Ensuring Access and Affordability
During implementation of its public option–style law, Washington faced the challenge of persuading carriers and providers to participate while trying to constrain premiums. All three states have learned from Washington’s early experience and adopted different incentives and requirements to reconcile these competing interests.
To promote cost containment, Washington capped plans’ statewide aggregate provider reimbursement rate at 160 percent of Medicare. Several carriers opted to participate, but many hospitals refused to join a public option network. Because carriers were unable to form adequate networks without these hospitals, about half of the state’s counties did not have a public option plan in 2021. In response, Washington passed legislation that would ensure statewide availability of public option plans, including requiring certain hospitals to contract with a public option plan in 2023 if a public option plan is not available in each county in 2022.
Nevada and Colorado instead sought to contain costs by setting premium-reduction targets for their public option plans and are providing carriers with flexibility on how to achieve savings. Recognizing carriers may not welcome this responsibility, Nevada will require all Medicaid managed care organizations to submit “good faith” bids to administer the public option plan, while Colorado will require all carriers to offer the public option plan in each county where they operate.

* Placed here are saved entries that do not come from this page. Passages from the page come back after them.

//! Common test utilities and data generators.
#![allow(dead_code)]

use bodyfat_analysis::anomaly::predict_reference;
use bodyfat_analysis::data::{schema, Dataset};
use faer::{Col, Mat};

/// Deterministic uniform noise in [-1, 1).
struct Lcg(u64);

impl Lcg {
    fn next(&mut self) -> f64 {
        self.0 = self.0.wrapping_mul(6364136223846793005).wrapping_add(1442695040888963407);
        ((self.0 >> 33) as f64) / (u32::MAX as f64) * 2.0 - 1.0
    }
}

/// Generate a synthetic body-fat study with the full column schema.
///
/// BODYFAT follows the reference formula plus an abdomen effect and noise,
/// so no row deviates from the reference by more than about 3.5 points.
pub fn generate_bodyfat_dataset(n: usize, seed: u64) -> Dataset {
    let mut rng = Lcg(seed);
    let mut cols: Vec<Vec<f64>> = vec![Vec::with_capacity(n); schema::ALL_COLUMNS.len()];

    for i in 0..n {
        let age = 45.0 + 22.0 * rng.next();
        let height = 70.0 + 3.0 * rng.next();
        let weight = 180.0 + 35.0 * rng.next();
        let adiposity = 703.0 * weight / (height * height);
        let waist_noise = rng.next();
        let abdomen = 2.6 * adiposity + 25.0 + 6.0 * waist_noise;
        let bodyfat = predict_reference(adiposity, age) + 2.4 * waist_noise + 0.8 * rng.next();

        let row = [
            (i + 1) as f64,
            bodyfat,
            495.0 / (bodyfat + 450.0),
            age,
            weight,
            height,
            adiposity,
            0.08 * weight + 23.0 + rng.next(),
            0.9 * abdomen + 15.0 + 3.0 * rng.next(),
            abdomen,
            0.4 * abdomen + 0.2 * weight + 27.0 + 2.0 * rng.next(),
            0.15 * weight + 32.0 + 2.0 * rng.next(),
            0.05 * weight + 29.5 + rng.next(),
            22.0 + rng.next(),
            0.06 * weight + 21.5 + 1.5 * rng.next(),
            28.5 + 1.2 * rng.next(),
            18.0 + 0.6 * rng.next(),
        ];
        for (col, value) in cols.iter_mut().zip(row) {
            col.push(value);
        }
    }

    Dataset::from_columns(schema::ALL_COLUMNS.iter().copied().zip(cols))
        .expect("generated columns are consistent")
}

/// Overwrite BODYFAT at the given rows.
pub fn with_bodyfat(dataset: &Dataset, rows: &[(usize, f64)]) -> Dataset {
    let mut bodyfat = dataset.column(schema::BODYFAT).expect("BODYFAT").to_vec();
    for &(row, value) in rows {
        bodyfat[row] = value;
    }
    dataset
        .with_column(schema::BODYFAT, bodyfat)
        .expect("same length")
}

/// Generate simple linear data: y = x * beta + intercept + noise
pub fn generate_linear_data(
    n_samples: usize,
    n_features: usize,
    intercept: f64,
    noise_std: f64,
    seed: u64,
) -> (Mat<f64>, Col<f64>, Col<f64>) {
    let mut rng = Lcg(seed);
    let beta = Col::from_fn(n_features, |j| (j + 1) as f64);

    let mut x = Mat::zeros(n_samples, n_features);
    let mut y = Col::zeros(n_samples);
    for i in 0..n_samples {
        let mut yi = intercept;
        for j in 0..n_features {
            x[(i, j)] = rng.next();
            yi += x[(i, j)] * beta[j];
        }
        y[i] = yi + noise_std * rng.next();
    }

    (x, y, beta)
}

/// Three predictors where the second is exactly twice the first.
pub fn generate_collinear_data(n_samples: usize) -> (Mat<f64>, Col<f64>) {
    let x = Mat::from_fn(n_samples, 3, |i, j| match j {
        0 => i as f64,
        1 => 2.0 * i as f64,
        _ => ((i * 7) % 5) as f64,
    });
    let y = Col::from_fn(n_samples, |i| 1.0 + 2.0 * x[(i, 0)] + 3.0 * x[(i, 2)]);
    (x, y)
}

/// Approximate equality check for floating point values.
pub fn approx_eq(a: f64, b: f64, epsilon: f64) -> bool {
    (a - b).abs() < epsilon
}
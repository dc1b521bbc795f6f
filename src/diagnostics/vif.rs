//! Variance Inflation Factor (VIF) for multicollinearity detection.

use crate::core::RegressionOptions;
use crate::data::Dataset;
use crate::solvers::{check_feature_names, FittedRegressor, OlsRegressor, RegressionError, Regressor};
use crate::utils::{column, drop_column};
use faer::{Col, Mat};
use serde::{Deserialize, Serialize};

/// VIF of one predictor within a predictor set.
#[derive(Debug, Clone, PartialEq, Serialize, Deserialize)]
pub struct VifEntry {
    pub feature: String,
    #[serde(with = "crate::utils::serde_float")]
    pub vif: f64,
}

/// Variance Inflation Factor for each predictor column.
///
/// VIF_j = 1 / (1 - R²_j), where R²_j is the uncentered R² of regressing
/// x_j on all other predictors without an intercept. Columns far from zero
/// therefore inflate each other even when their deviations are unrelated.
///
/// # Special cases
/// - A single predictor has no other predictors to explain it: NaN.
/// - An exactly collinear predictor has R²_j = 1: infinity.
/// - An all-zero column has no defined R²_j: NaN.
pub fn variance_inflation_factor(x: &Mat<f64>) -> Col<f64> {
    let n = x.nrows();
    let p = x.ncols();

    if p < 2 || n < 2 {
        return Col::from_fn(p, |_| f64::NAN);
    }

    let auxiliary = OlsRegressor::new(RegressionOptions::auxiliary());

    Col::from_fn(p, |j| {
        let x_other = drop_column(x, j);
        let y_j = column(x, j);

        match auxiliary.fit(&x_other, &y_j) {
            Ok(fitted) => {
                let total: f64 = y_j.iter().map(|v| v * v).sum();
                let sse: f64 = fitted.result().residuals.iter().map(|r| r * r).sum();
                if total == 0.0 {
                    return f64::NAN;
                }
                let r_squared = 1.0 - sse / total;
                if r_squared < 1.0 - 1e-14 {
                    1.0 / (1.0 - r_squared)
                } else {
                    f64::INFINITY
                }
            }
            Err(_) => f64::NAN,
        }
    })
}

/// Mean VIF across predictors; NaN as soon as any VIF is NaN.
pub fn mean_vif(vif: &Col<f64>) -> f64 {
    let p = vif.nrows();
    if p == 0 {
        return f64::NAN;
    }
    vif.iter().sum::<f64>() / p as f64
}

/// Per-feature VIF for the named dataset columns.
pub fn vif_table<S: AsRef<str>>(
    dataset: &Dataset,
    columns: &[S],
) -> Result<Vec<VifEntry>, RegressionError> {
    let x = dataset.design_matrix(columns)?;
    check_feature_names(&x, columns)?;
    let vif = variance_inflation_factor(&x);

    Ok(columns
        .iter()
        .zip(vif.iter())
        .map(|(name, &v)| VifEntry {
            feature: name.as_ref().to_string(),
            vif: v,
        })
        .collect())
}

#[cfg(test)]
mod tests {
    use super::*;

    #[test]
    fn test_orthogonal_predictors() {
        // Balanced ±1 design with orthogonal columns.
        let x = Mat::from_fn(8, 2, |i, j| {
            let bit = (i >> j) & 1;
            if bit == 1 {
                1.0
            } else {
                -1.0
            }
        });
        let vif = variance_inflation_factor(&x);

        assert!((vif[0] - 1.0).abs() < 1e-10);
        assert!((vif[1] - 1.0).abs() < 1e-10);
        assert!((mean_vif(&vif) - 1.0).abs() < 1e-10);
    }

    #[test]
    fn test_correlated_predictors() {
        let x = Mat::from_fn(20, 2, |i, j| {
            let t = i as f64;
            if j == 0 {
                t
            } else {
                t + ((i * 7) % 5) as f64
            }
        });
        let vif = variance_inflation_factor(&x);

        assert!(vif[0] > 1.5);
        assert!((vif[0] - vif[1]).abs() < 1e-8);
    }

    #[test]
    fn test_large_means_inflate_each_other() {
        // Deviations are nearly unrelated; the shared offset is not.
        let x = Mat::from_fn(40, 2, |i, j| {
            let t = i as f64;
            if j == 0 {
                70.0 + (t * 1.3).sin()
            } else {
                180.0 + 10.0 * (t * 0.7).cos()
            }
        });
        let vif = variance_inflation_factor(&x);

        let dot: f64 = (0..40).map(|i| x[(i, 0)] * x[(i, 1)]).sum();
        let ss0: f64 = (0..40).map(|i| x[(i, 0)].powi(2)).sum();
        let ss1: f64 = (0..40).map(|i| x[(i, 1)].powi(2)).sum();
        let expected = 1.0 / (1.0 - dot * dot / (ss0 * ss1));

        assert!(vif[0] > 100.0);
        assert!((vif[0] - expected).abs() < 1e-6 * expected);
        assert!((vif[1] - expected).abs() < 1e-6 * expected);
    }

    #[test]
    fn test_zero_column_is_nan() {
        let x = Mat::from_fn(10, 2, |i, j| if j == 0 { 0.0 } else { i as f64 });
        let vif = variance_inflation_factor(&x);
        assert!(vif[0].is_nan());
    }

    #[test]
    fn test_single_predictor_is_nan() {
        let x = Mat::from_fn(10, 1, |i, _| i as f64);
        let vif = variance_inflation_factor(&x);
        assert!(vif[0].is_nan());
        assert!(mean_vif(&vif).is_nan());
    }

    #[test]
    fn test_exact_collinearity_is_infinite() {
        let x = Mat::from_fn(10, 3, |i, j| match j {
            0 => i as f64,
            1 => ((i * 3) % 7) as f64,
            _ => 2.0 * i as f64 + ((i * 3) % 7) as f64,
        });
        let vif = variance_inflation_factor(&x);
        assert!(vif.iter().all(|v| v.is_infinite()));
    }
}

To bring in providers, Nevada will require any provider participating in its Medicaid program or other state plans to enroll in at least one public option plan network. Colorado will require providers to participate only if a public hearing shows that carriers cannot meet premium reduction or network adequacy requirements. If this happens, the state can set reimbursement rates on providers and fine or suspend hospitals that refuse to accept the set rates.
All three states also included reimbursement floors tied to Medicare rates for some or all providers to mitigate hospital and physician stakeholders’ concerns.
Even the most ambitious states can face barriers when adopting reforms such as public options. These barriers — which may be financial, political, or logistical — suggest that federal action may be necessary for more aggressive cost containment and coverage gains.